They may be watching your mail, so I’m going to have this letter brought to you instead of using the post office. The man who gives this to you is a friend. He’s putting himself in jeopardy for me, just as you did. Trust Matt as completely as you’d trust me. Tell him if you’re pregnant and what you want to do so he can relay it to me. One more thing, before I hurry to get this to the village in time for the weekly pickup—I want you to have some money for whatever you need or want. The money Matt will give you is mine, so there’s no point in arguing with him about taking it. He’ll be acting on my instructions, and he’ll follow them to the letter, so don’t give the man a hard time, sweetheart. I have plenty of money for my own needs.
I wish I had time to write you a better letter or that I’d kept one of the others I’ve written so I could send that instead. They were all much more coherent than this one. I won’t send another letter to you, so don’t watch for one. Letters will make us both hope and dream, and if I don’t stop doing that, I will die of wanting you.
Before I go—I see from the newspapers that Costner has a new movie coming out in the States. If you dare to start fantasizing over Kevin after you see it, I will haunt you for the rest of your life.

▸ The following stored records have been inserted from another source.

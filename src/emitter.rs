//! Dual-path emitter (spec.md §4.9): the ledger append is mandatory and
//! synchronous; the hot-path HTTP publish is best-effort, retried, and
//! circuit-broken, but a failure there never rolls back the ledger write.

use std::sync::Arc;

use tracing::{error, warn};

use crate::consumer::{ConsumerClient, PublishOutcome};
use crate::domain::Signal;
use crate::error::{EngineError, EngineResult};
use crate::hash::canonical_json;
use crate::ledger::LedgerWriter;
use crate::resilience::{retry_with_backoff, CircuitBreaker, RetryPolicy};
use crate::time::TimeProvider;

#[derive(Debug, Clone, Copy, PartialEq, Eq)]
pub enum EmitStatus {
    Delivered,
    Duplicate,
    Rejected,
    HotPathFailed,
}

#[derive(Debug, Clone)]
pub struct EmitResult {
    pub status: EmitStatus,
    pub partition_id: String,
    pub ledger_offset: u64,
}

pub struct SignalEmitter {
    ledger: Arc<LedgerWriter>,
    consumer: Arc<dyn ConsumerClient>,
    breaker: Arc<CircuitBreaker>,
    time: Arc<dyn TimeProvider>,
}

impl SignalEmitter {
    pub fn new(
        ledger: Arc<LedgerWriter>,
        consumer: Arc<dyn ConsumerClient>,
        breaker: Arc<CircuitBreaker>,
        time: Arc<dyn TimeProvider>,
    ) -> Self {
        Self {
            ledger,
            consumer,
            breaker,
            time,
        }
    }

    /// Appends `signal` to the ledger, then attempts best-effort delivery
    /// on the hot path. The ledger append is the only step that can make
    /// this call return `Err` — every hot-path outcome is folded into
    /// `EmitResult::status` instead, since a publish failure after a
    /// successful ledger write is not a caller-visible error (spec.md
    /// §4.9: "ledger success is the durability guarantee").
    pub async fn emit(&self, mut signal: Signal) -> EngineResult<EmitResult> {
        let payload = canonical_json(&signal).map_err(EngineError::Serde)?;
        let (partition_id, offset) = self.ledger.append(&payload)?;
        // `emitted_at` is set only once the append above has succeeded
        // (spec.md §3/§4.9); the ledger frame itself never carries it.
        signal.mark_emitted(self.time.now());

        if !self.breaker.allow_request() {
            warn!(signal_id = %signal.signal_id, "circuit open, skipping hot-path publish");
            return Ok(EmitResult {
                status: EmitStatus::HotPathFailed,
                partition_id,
                ledger_offset: offset,
            });
        }

        let policy = RetryPolicy::publish();
        let breaker = &self.breaker;
        let consumer = &self.consumer;
        let idempotency_key = signal.signal_id.clone();
        let outcome = retry_with_backoff(policy, |_attempt| {
            let signal = &signal;
            let idempotency_key = &idempotency_key;
            async move {
                match consumer.publish(signal, idempotency_key, false).await {
                    Ok(outcome) => {
                        breaker.record_success();
                        Ok(outcome)
                    }
                    Err(e) => {
                        breaker.record_failure();
                        Err(e)
                    }
                }
            }
        })
        .await;

        let status = match outcome {
            Ok(PublishOutcome::Accepted) => EmitStatus::Delivered,
            Ok(PublishOutcome::Duplicate) => EmitStatus::Duplicate,
            Ok(PublishOutcome::Rejected) => EmitStatus::Rejected,
            Err(e) => {
                error!(signal_id = %signal.signal_id, error = %e, "hot-path publish exhausted retries");
                EmitStatus::HotPathFailed
            }
        };

        Ok(EmitResult {
            status,
            partition_id,
            ledger_offset: offset,
        })
    }
}

#[cfg(test)]
mod tests {
    use super::*;
    use crate::consumer::test_double::RecordingConsumerClient;
    use crate::domain::context::{Context, TemporalBucket};
    use crate::domain::validation::{ValidationResult, ValidationStatus};
    use crate::time::FixedTimeProvider;
    use chrono::Utc;

    fn test_signal() -> Signal {
        Signal::build(
            "abc".into(),
            Utc::now(),
            0.5,
            vec![ValidationResult::new("r1", ValidationStatus::Passed, 0.8, "ok")],
            Context {
                geographic_tags: vec!["global".into()],
                temporal_bucket: TemporalBucket::NearTerm,
                semantic_tags: vec![],
                is_commodity: false,
            },
            "e1".into(),
            "polymarket".into(),
        )
    }

    #[tokio::test]
    async fn happy_path_delivers() {
        let dir = tempfile::tempdir().unwrap();
        let time = Arc::new(FixedTimeProvider::new(Utc::now()));
        let ledger = Arc::new(
            LedgerWriter::open(dir.path().to_path_buf(), time.clone(), 64 * 1024 * 1024, 3600).unwrap(),
        );
        let consumer = Arc::new(RecordingConsumerClient::default());
        let breaker = Arc::new(CircuitBreaker::new("publish", 3, 30, time.clone()));
        let emitter = SignalEmitter::new(ledger, consumer.clone(), breaker, time);

        let result = emitter.emit(test_signal()).await.unwrap();
        assert_eq!(result.status, EmitStatus::Delivered);
        assert_eq!(consumer.calls.lock().len(), 1);
    }

    /// `emitted_at` must be unset at append time (spec.md §3: set exactly
    /// once, after the ledger append succeeds), so the persisted frame never
    /// carries it.
    #[tokio::test]
    async fn ledger_frame_has_no_emitted_at_at_append_time() {
        let dir = tempfile::tempdir().unwrap();
        let time = Arc::new(FixedTimeProvider::new(Utc::now()));
        let ledger = Arc::new(
            LedgerWriter::open(dir.path().to_path_buf(), time.clone(), 64 * 1024 * 1024, 3600).unwrap(),
        );
        let consumer = Arc::new(RecordingConsumerClient::default());
        let breaker = Arc::new(CircuitBreaker::new("publish", 3, 30, time.clone()));
        let emitter = SignalEmitter::new(ledger.clone(), consumer, breaker, time);

        let signal = test_signal();
        assert!(signal.emitted_at.is_none());
        let result = emitter.emit(signal).await.unwrap();

        let wal_path = find_wal_file(&dir.path().join("hot"));
        let bytes = std::fs::read(wal_path).unwrap();
        let raw = String::from_utf8(bytes).unwrap();
        assert_eq!(result.ledger_offset, 0);
        assert!(
            !raw.contains("emitted_at"),
            "ledger frame must not carry emitted_at: {raw}"
        );
    }

    fn find_wal_file(dir: &std::path::Path) -> std::path::PathBuf {
        for entry in std::fs::read_dir(dir).unwrap() {
            let path = entry.unwrap().path();
            if path.is_dir() {
                return find_wal_file(&path);
            } else if path.extension().is_some_and(|e| e == "wal") {
                return path;
            }
        }
        panic!("no .wal file found under {}", dir.display());
    }

    #[tokio::test]
    async fn hot_path_outage_still_durable() {
        let dir = tempfile::tempdir().unwrap();
        let time = Arc::new(FixedTimeProvider::new(Utc::now()));
        let ledger = Arc::new(
            LedgerWriter::open(dir.path().to_path_buf(), time.clone(), 64 * 1024 * 1024, 3600).unwrap(),
        );
        let consumer = Arc::new(RecordingConsumerClient::default());
        *consumer.fail_next.lock() = 10;
        let breaker = Arc::new(CircuitBreaker::new("publish", 10, 30, time.clone()));
        let emitter = SignalEmitter::new(ledger.clone(), consumer, breaker, time);

        let result = emitter.emit(test_signal()).await.unwrap();
        assert_eq!(result.status, EmitStatus::HotPathFailed);
        assert_eq!(result.ledger_offset, 0);
    }

    /// A permanent 4xx rejection is not retried and never trips the breaker.
    #[tokio::test]
    async fn malformed_signal_is_rejected_without_retry() {
        let dir = tempfile::tempdir().unwrap();
        let time = Arc::new(FixedTimeProvider::new(Utc::now()));
        let ledger = Arc::new(
            LedgerWriter::open(dir.path().to_path_buf(), time.clone(), 64 * 1024 * 1024, 3600).unwrap(),
        );
        let signal = test_signal();
        let consumer = Arc::new(RecordingConsumerClient::default());
        consumer.reject_ids.lock().insert(signal.signal_id.clone());
        let breaker = Arc::new(CircuitBreaker::new("publish", 3, 30, time.clone()));
        let emitter = SignalEmitter::new(ledger, consumer.clone(), breaker.clone(), time);

        let result = emitter.emit(signal).await.unwrap();
        assert_eq!(result.status, EmitStatus::Rejected);
        assert_eq!(consumer.calls.lock().len(), 1, "a 4xx rejection must not be retried");
        assert_eq!(
            breaker.state(),
            crate::resilience::CircuitState::Closed,
            "a permanent rejection is not a breaker failure"
        );
    }
}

I love you, Julie. I loved you in Colorado. I love you here, where I am. I will always love you. Everywhere. Always.
Julie would have read the letter again, but she couldn’t focus through the torrent of tears racing from her eyes, and the pages slid from her fingers. Covering her face with her hands, she turned against the wall and wept. She wept with joy and bittersweet longing and raging futility; she wept at the injustice that made him a fugitive and at her own stupidity for leaving him in Colorado.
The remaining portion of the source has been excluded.